EXCERPTED DATA:
*****
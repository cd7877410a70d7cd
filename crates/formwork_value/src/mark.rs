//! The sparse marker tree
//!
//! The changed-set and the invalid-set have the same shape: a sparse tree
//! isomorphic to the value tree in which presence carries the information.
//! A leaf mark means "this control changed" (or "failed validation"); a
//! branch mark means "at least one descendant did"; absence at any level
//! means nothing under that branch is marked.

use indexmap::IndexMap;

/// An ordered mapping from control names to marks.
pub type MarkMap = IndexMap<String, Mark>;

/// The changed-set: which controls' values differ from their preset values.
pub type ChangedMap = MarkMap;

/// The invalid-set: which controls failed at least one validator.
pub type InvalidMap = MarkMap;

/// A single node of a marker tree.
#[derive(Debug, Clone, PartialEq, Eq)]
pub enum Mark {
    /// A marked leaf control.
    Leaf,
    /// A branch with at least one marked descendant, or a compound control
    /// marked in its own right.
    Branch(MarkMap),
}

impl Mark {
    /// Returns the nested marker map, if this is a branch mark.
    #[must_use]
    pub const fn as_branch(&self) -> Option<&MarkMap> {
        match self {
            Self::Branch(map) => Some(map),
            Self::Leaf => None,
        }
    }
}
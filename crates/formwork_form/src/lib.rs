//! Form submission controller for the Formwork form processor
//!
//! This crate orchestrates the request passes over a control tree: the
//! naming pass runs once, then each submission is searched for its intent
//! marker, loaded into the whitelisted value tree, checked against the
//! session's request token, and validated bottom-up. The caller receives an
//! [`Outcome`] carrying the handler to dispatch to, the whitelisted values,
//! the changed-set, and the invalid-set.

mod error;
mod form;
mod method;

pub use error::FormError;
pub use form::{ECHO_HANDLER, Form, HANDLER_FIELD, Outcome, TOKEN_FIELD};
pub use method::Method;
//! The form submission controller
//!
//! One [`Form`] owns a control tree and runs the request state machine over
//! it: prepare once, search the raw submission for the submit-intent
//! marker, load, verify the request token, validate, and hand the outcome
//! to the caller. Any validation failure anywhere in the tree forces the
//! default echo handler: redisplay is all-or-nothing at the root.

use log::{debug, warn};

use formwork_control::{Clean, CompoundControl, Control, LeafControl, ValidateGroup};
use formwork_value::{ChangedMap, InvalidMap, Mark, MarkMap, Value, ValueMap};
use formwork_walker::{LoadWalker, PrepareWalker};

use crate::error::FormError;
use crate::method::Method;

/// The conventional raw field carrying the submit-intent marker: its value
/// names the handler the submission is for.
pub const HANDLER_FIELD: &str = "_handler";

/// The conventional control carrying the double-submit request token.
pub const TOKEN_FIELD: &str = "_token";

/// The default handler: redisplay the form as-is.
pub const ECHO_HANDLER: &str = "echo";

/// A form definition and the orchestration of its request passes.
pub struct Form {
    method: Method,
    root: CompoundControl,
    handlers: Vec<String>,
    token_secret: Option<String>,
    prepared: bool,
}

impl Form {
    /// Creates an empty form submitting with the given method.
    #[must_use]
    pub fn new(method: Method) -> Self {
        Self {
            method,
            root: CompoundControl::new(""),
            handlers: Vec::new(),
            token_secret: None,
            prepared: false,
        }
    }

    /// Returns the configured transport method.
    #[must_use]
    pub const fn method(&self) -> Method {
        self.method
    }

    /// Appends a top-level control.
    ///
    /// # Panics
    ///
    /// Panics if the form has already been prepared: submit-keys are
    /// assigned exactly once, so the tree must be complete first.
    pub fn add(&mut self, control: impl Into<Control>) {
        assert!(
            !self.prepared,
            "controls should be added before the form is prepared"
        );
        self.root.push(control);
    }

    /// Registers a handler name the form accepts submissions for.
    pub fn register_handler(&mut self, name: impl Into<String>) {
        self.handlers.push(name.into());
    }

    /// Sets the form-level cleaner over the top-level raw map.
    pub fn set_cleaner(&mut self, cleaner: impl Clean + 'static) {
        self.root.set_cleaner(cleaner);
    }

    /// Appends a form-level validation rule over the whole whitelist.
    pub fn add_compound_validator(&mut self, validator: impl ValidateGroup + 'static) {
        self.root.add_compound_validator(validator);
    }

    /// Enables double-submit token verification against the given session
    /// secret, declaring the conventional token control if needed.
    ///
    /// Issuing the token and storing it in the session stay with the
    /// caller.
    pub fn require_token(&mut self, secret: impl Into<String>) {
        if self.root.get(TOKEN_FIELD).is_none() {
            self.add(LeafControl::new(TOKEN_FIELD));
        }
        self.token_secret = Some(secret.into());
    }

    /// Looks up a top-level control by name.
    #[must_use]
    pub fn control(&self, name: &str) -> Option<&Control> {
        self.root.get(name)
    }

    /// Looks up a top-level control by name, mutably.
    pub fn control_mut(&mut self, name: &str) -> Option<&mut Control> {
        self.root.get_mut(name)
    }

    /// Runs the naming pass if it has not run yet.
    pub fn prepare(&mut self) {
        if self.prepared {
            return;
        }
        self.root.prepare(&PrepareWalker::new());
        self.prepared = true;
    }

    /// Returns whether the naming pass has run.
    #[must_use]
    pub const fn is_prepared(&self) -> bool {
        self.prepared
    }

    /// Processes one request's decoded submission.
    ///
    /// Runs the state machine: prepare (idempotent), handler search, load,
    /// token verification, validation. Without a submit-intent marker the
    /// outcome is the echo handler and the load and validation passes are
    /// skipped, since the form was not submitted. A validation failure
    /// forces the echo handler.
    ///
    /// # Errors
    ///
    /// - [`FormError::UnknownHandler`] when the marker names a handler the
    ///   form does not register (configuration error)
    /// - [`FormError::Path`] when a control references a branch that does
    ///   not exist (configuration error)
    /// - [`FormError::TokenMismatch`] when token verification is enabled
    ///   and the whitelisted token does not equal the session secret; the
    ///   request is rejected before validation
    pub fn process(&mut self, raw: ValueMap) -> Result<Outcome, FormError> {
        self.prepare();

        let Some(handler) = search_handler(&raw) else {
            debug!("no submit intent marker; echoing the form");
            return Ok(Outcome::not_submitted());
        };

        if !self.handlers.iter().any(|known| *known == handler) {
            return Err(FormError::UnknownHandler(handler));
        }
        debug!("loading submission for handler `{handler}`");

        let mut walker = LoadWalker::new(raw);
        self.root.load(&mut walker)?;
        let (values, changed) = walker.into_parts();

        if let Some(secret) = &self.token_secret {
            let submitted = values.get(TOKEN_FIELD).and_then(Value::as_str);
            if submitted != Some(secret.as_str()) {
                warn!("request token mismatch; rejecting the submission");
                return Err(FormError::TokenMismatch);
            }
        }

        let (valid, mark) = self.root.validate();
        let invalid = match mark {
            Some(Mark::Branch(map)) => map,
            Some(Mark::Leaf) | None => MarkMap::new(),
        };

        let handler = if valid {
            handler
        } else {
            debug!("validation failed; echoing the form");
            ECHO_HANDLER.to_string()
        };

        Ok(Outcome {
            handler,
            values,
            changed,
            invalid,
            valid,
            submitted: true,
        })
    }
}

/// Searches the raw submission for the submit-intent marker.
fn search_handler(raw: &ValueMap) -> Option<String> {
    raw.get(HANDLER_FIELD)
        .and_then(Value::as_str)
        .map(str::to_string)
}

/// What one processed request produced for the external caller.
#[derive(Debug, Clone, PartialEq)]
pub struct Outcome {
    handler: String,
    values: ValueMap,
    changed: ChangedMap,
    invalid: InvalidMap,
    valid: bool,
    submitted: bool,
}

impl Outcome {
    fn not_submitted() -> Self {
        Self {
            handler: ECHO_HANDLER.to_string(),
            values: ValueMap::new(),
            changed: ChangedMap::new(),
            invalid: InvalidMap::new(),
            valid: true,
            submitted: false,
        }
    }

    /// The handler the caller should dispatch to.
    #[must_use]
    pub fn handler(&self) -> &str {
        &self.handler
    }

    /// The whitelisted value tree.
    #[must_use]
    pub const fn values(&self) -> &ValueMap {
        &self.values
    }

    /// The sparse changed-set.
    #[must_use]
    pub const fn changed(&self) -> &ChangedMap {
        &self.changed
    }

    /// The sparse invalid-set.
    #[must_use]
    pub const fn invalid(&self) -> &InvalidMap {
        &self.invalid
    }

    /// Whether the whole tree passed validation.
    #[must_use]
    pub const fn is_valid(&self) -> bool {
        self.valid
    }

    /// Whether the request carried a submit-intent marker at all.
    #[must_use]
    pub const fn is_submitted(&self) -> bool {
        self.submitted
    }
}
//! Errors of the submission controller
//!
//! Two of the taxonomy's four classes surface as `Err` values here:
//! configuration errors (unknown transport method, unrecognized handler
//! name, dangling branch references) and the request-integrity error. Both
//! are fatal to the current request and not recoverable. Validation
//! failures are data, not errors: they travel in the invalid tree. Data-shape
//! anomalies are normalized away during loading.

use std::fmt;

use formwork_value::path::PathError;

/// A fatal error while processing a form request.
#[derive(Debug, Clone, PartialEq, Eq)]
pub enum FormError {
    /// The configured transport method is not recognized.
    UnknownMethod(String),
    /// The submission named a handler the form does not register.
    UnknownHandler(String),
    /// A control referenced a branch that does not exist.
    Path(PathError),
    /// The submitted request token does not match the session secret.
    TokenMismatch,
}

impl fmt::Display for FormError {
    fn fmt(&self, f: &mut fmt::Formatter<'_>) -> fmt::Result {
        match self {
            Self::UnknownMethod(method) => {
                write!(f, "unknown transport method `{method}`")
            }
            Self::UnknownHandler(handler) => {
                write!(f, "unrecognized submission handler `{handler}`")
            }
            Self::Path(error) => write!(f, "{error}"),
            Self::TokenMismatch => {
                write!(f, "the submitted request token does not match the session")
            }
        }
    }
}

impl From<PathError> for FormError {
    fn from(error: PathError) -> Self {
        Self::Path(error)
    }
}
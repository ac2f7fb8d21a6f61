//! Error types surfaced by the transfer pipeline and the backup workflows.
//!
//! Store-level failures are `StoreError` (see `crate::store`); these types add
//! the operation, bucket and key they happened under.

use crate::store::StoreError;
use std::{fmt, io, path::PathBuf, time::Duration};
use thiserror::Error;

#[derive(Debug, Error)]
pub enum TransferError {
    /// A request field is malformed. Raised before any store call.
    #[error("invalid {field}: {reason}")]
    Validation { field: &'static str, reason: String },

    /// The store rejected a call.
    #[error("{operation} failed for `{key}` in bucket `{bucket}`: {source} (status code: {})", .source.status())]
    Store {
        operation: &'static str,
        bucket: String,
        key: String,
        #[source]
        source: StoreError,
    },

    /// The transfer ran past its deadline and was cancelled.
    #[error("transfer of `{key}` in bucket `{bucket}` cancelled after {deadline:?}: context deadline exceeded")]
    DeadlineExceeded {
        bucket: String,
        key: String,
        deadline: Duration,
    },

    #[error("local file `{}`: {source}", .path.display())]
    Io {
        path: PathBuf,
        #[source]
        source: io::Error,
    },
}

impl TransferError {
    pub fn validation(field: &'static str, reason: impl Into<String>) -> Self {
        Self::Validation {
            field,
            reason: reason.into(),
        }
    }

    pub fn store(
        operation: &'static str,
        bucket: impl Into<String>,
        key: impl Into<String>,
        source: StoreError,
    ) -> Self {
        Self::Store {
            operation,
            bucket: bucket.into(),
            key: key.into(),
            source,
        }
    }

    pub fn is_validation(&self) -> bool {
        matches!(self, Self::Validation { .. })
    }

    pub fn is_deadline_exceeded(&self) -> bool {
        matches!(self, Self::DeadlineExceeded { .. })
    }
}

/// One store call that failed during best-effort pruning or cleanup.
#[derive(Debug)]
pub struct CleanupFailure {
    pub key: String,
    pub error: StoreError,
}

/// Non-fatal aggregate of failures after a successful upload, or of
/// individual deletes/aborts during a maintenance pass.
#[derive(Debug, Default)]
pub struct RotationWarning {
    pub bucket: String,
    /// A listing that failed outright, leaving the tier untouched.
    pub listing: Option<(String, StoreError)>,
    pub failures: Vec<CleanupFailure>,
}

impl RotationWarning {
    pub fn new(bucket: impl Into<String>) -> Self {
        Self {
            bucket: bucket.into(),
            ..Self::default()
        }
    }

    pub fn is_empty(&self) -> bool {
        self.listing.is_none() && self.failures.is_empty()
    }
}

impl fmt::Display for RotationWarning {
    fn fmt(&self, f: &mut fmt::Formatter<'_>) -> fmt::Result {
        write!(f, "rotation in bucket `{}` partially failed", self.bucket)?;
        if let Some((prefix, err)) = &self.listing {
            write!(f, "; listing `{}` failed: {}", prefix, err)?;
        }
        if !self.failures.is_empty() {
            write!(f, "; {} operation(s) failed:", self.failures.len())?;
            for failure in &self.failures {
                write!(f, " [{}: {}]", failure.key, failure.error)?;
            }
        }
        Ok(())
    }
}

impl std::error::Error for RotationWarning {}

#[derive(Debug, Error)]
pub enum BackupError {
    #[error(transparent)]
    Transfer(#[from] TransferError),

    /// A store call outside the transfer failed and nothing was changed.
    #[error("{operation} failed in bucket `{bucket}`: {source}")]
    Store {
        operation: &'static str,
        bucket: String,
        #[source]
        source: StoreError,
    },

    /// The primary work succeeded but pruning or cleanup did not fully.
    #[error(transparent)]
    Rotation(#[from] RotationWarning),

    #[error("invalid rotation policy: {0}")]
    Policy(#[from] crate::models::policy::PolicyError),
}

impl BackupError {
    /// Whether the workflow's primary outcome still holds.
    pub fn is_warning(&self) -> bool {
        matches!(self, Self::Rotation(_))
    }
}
*****
TASK PROMPT: Copy out precisely the lines from the line with "hand the outcome" to the line with "submission is for." in the material above, including those two lines and omitting all the rest.

YOUR SOLUTION:
//! marker, load, verify the request token, validate, and hand the outcome
//! to the caller. Any validation failure anywhere in the tree forces the
//! default echo handler: redisplay is all-or-nothing at the root.

use log::{debug, warn};

use formwork_control::{Clean, CompoundControl, Control, LeafControl, ValidateGroup};
use formwork_value::{ChangedMap, InvalidMap, Mark, MarkMap, Value, ValueMap};
use formwork_walker::{LoadWalker, PrepareWalker};

use crate::error::FormError;
use crate::method::Method;

/// The conventional raw field carrying the submit-intent marker: its value
/// names the handler the submission is for.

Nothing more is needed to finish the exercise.